use std::collections::{HashMap, HashSet};

use studyhub_store::{MessageId, MessageRecord};

use super::message::{Message, MessageStatus};

/// Merges the local optimistic view with a store snapshot into one ordered,
/// de-duplicated view.
///
/// Messages are keyed by id. Confirmed store order comes first; local
/// messages the store has not reflected yet follow in their insertion order.
/// Where both sides hold an id, the confirmed store copy wins, except that a
/// copy the view already finalized is never regressed by a stale echo: the
/// later timestamp wins, and a store copy with no timestamp yet loses to a
/// finalized local copy.
pub fn merge_views(local: &[Message], remote: &[MessageRecord]) -> Vec<Message> {
    let local_by_id: HashMap<MessageId, &Message> = local
        .iter()
        .map(|message| (message.id, message))
        .collect();

    let mut merged = Vec::with_capacity(remote.len() + local.len());
    let mut reflected: HashSet<MessageId> = HashSet::with_capacity(remote.len());

    for record in remote {
        reflected.insert(record.id);
        match local_by_id.get(&record.id) {
            Some(local_message) if prefer_local(local_message, record) => {
                merged.push((*local_message).clone());
            }
            _ => merged.push(Message::from_record(record)),
        }
    }

    for message in local {
        if !reflected.contains(&message.id) {
            merged.push(message.clone());
        }
    }

    merged
}

fn prefer_local(local: &Message, remote: &MessageRecord) -> bool {
    // A placeholder still awaiting its content never outranks a confirmed
    // store copy carrying the same id.
    if local.status == MessageStatus::Pending {
        return false;
    }

    match (local.created_at_unix_millis, remote.created_at_unix_millis) {
        (Some(local_at), Some(remote_at)) => local_at > remote_at,
        (Some(_), None) => true,
        (None, _) => false,
    }
}
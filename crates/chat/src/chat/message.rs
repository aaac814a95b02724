use studyhub_store::{ConversationId, MessageId, MessageRecord, MessageRole};

/// Sentinel shown in place of the assistant reply while it is being produced.
pub const ANSWER_PENDING_PLACEHOLDER: &str = "…";
/// Deterministic wording recorded when the answer service fails.
pub const ANSWER_FAILURE_MESSAGE: &str = "Sorry, I encountered an error. Please try again.";
/// First message of every fresh conversation.
pub const SEEDED_GREETING: &str = "Hello! I'm StudyBot. How can I help you today?";
/// Bound applied when deriving a title from the first user message.
pub const TITLE_MAX_CHARS: usize = 30;

/// Chat speaker role.
#[derive(Debug, Clone, Copy, PartialEq, Eq, Hash)]
pub enum Role {
    User,
    Assistant,
}

impl Role {
    pub(crate) fn from_store(role: MessageRole) -> Self {
        match role {
            MessageRole::User => Self::User,
            MessageRole::Assistant => Self::Assistant,
        }
    }

    pub(crate) fn to_store(self) -> MessageRole {
        match self {
            Self::User => MessageRole::User,
            Self::Assistant => MessageRole::Assistant,
        }
    }
}

/// Placeholder lifecycle of one message.
///
/// `Pending` marks the assistant slot that is still awaiting its real
/// content. Store confirmation is tracked separately, by the presence of
/// `created_at_unix_millis`.
#[derive(Debug, Clone, Copy, PartialEq, Eq, Hash)]
pub enum MessageStatus {
    Pending,
    Done,
}

/// View-level message: what a conversation pane renders.
#[derive(Debug, Clone, PartialEq, Eq)]
pub struct Message {
    pub id: MessageId,
    pub role: Role,
    pub content: String,
    pub created_at_unix_millis: Option<u64>,
    pub status: MessageStatus,
}

impl Message {
    pub fn new(
        id: MessageId,
        role: Role,
        content: impl Into<String>,
        status: MessageStatus,
    ) -> Self {
        Self {
            id,
            role,
            content: content.into(),
            created_at_unix_millis: None,
            status,
        }
    }

    /// User message made visible before the store confirms it.
    pub fn user_optimistic(id: MessageId, content: impl Into<String>) -> Self {
        Self::new(id, Role::User, content, MessageStatus::Done)
    }

    /// Assistant slot inserted at submit time; the id survives replacement.
    pub fn assistant_placeholder(id: MessageId) -> Self {
        Self::new(
            id,
            Role::Assistant,
            ANSWER_PENDING_PLACEHOLDER,
            MessageStatus::Pending,
        )
    }

    pub fn from_record(record: &MessageRecord) -> Self {
        Self {
            id: record.id,
            role: Role::from_store(record.role),
            content: record.content.clone(),
            created_at_unix_millis: record.created_at_unix_millis,
            status: MessageStatus::Done,
        }
    }

    pub fn is_placeholder(&self) -> bool {
        self.status == MessageStatus::Pending
    }
}

/// Guard for one submission attempt.
///
/// The epoch changes on every submit, so a completion that lost a race is
/// rejected instead of clobbering a newer submission's state.
#[derive(Debug, Clone, Copy, PartialEq, Eq, Hash)]
pub struct SubmissionTicket {
    pub conversation_id: ConversationId,
    pub epoch: u64,
}

impl SubmissionTicket {
    pub const fn new(conversation_id: ConversationId, epoch: u64) -> Self {
        Self {
            conversation_id,
            epoch,
        }
    }
}

/// Submission lifecycle boundary for one conversation.
///
/// `Succeeded`/`Failed` are resting states: they record the last outcome and
/// accept the next submission exactly as `Idle` does.
#[derive(Debug, Clone, PartialEq, Eq, Default)]
pub enum SubmissionState {
    #[default]
    Idle,
    Submitting(SubmissionTicket),
    Succeeded(SubmissionTicket),
    Failed {
        ticket: SubmissionTicket,
        message: String,
    },
}

/// State transition input for the submission lifecycle.
#[derive(Debug, Clone, PartialEq, Eq)]
pub enum SubmissionTransition {
    Start(SubmissionTicket),
    Succeed(SubmissionTicket),
    Fail {
        ticket: SubmissionTicket,
        message: String,
    },
    ResetToIdle,
}

/// Rejection reason for illegal submission transitions.
#[derive(Debug, Clone, PartialEq, Eq)]
pub enum SubmissionRejection {
    AlreadySubmitting {
        active: SubmissionTicket,
        attempted: SubmissionTicket,
    },
    NoActiveSubmission,
    TicketMismatch {
        active: SubmissionTicket,
        attempted: SubmissionTicket,
    },
}

pub type SubmissionResult = Result<SubmissionState, SubmissionRejection>;

impl SubmissionState {
    /// Returns the in-flight ticket if and only if a submission is running.
    pub fn active_ticket(&self) -> Option<SubmissionTicket> {
        match self {
            Self::Submitting(ticket) => Some(*ticket),
            Self::Idle | Self::Succeeded(_) | Self::Failed { .. } => None,
        }
    }

    pub fn is_submitting(&self) -> bool {
        matches!(self, Self::Submitting(_))
    }

    /// Applies one transition deterministically.
    ///
    /// Any resting state may start a new submission. Terminal transitions
    /// (`Succeed`/`Fail`) must carry the currently active ticket exactly.
    pub fn apply(&self, transition: SubmissionTransition) -> SubmissionResult {
        match transition {
            SubmissionTransition::Start(ticket) => self.apply_start(ticket),
            SubmissionTransition::Succeed(ticket) => self.apply_succeed(ticket),
            SubmissionTransition::Fail { ticket, message } => self.apply_fail(ticket, message),
            SubmissionTransition::ResetToIdle => Ok(Self::Idle),
        }
    }

    fn apply_start(&self, ticket: SubmissionTicket) -> SubmissionResult {
        match self {
            Self::Submitting(active) => Err(SubmissionRejection::AlreadySubmitting {
                active: *active,
                attempted: ticket,
            }),
            Self::Idle | Self::Succeeded(_) | Self::Failed { .. } => {
                Ok(Self::Submitting(ticket))
            }
        }
    }

    fn apply_succeed(&self, ticket: SubmissionTicket) -> SubmissionResult {
        match self {
            Self::Submitting(active) if *active == ticket => Ok(Self::Succeeded(ticket)),
            Self::Submitting(active) => Err(SubmissionRejection::TicketMismatch {
                active: *active,
                attempted: ticket,
            }),
            Self::Idle | Self::Succeeded(_) | Self::Failed { .. } => {
                Err(SubmissionRejection::NoActiveSubmission)
            }
        }
    }

    fn apply_fail(&self, ticket: SubmissionTicket, message: String) -> SubmissionResult {
        match self {
            Self::Submitting(active) if *active == ticket => {
                Ok(Self::Failed { ticket, message })
            }
            Self::Submitting(active) => Err(SubmissionRejection::TicketMismatch {
                active: *active,
                attempted: ticket,
            }),
            Self::Idle | Self::Succeeded(_) | Self::Failed { .. } => {
                Err(SubmissionRejection::NoActiveSubmission)
            }
        }
    }
}

/// Conversation aggregate root for chat state.
#[derive(Debug, Clone, PartialEq, Eq)]
pub struct Conversation {
    pub id: ConversationId,
    pub title: String,
    pub messages: Vec<Message>,
    pub submission: SubmissionState,
}

impl Conversation {
    pub fn new(id: ConversationId, title: impl Into<String>) -> Self {
        Self {
            id,
            title: title.into(),
            messages: Vec::new(),
            submission: SubmissionState::Idle,
        }
    }

    /// Applies a submission transition, committing the new state on success.
    pub fn apply_submission_transition(
        &mut self,
        transition: SubmissionTransition,
    ) -> SubmissionResult {
        let next_state = self.submission.apply(transition)?;
        self.submission = next_state.clone();
        Ok(next_state)
    }

    pub fn message_index(&self, id: MessageId) -> Option<usize> {
        self.messages.iter().position(|message| message.id == id)
    }

    /// First user turn, the source of a derived title.
    pub fn first_user_message(&self) -> Option<&Message> {
        self.messages
            .iter()
            .find(|message| message.role == Role::User)
    }
}

/// Title derived from the first user message, bounded and boundary-safe.
pub fn derive_title(first_user_content: &str) -> String {
    first_user_content.chars().take(TITLE_MAX_CHARS).collect()
}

Task description:
Which lines of the records hold the string "reflected"? Copy each one.

Solved exercise:
/// messages the store has not reflected yet follow in their insertion order.
    let mut reflected: HashSet<MessageId> = HashSet::with_capacity(remote.len());
        reflected.insert(record.id);
        if !reflected.contains(&message.id) {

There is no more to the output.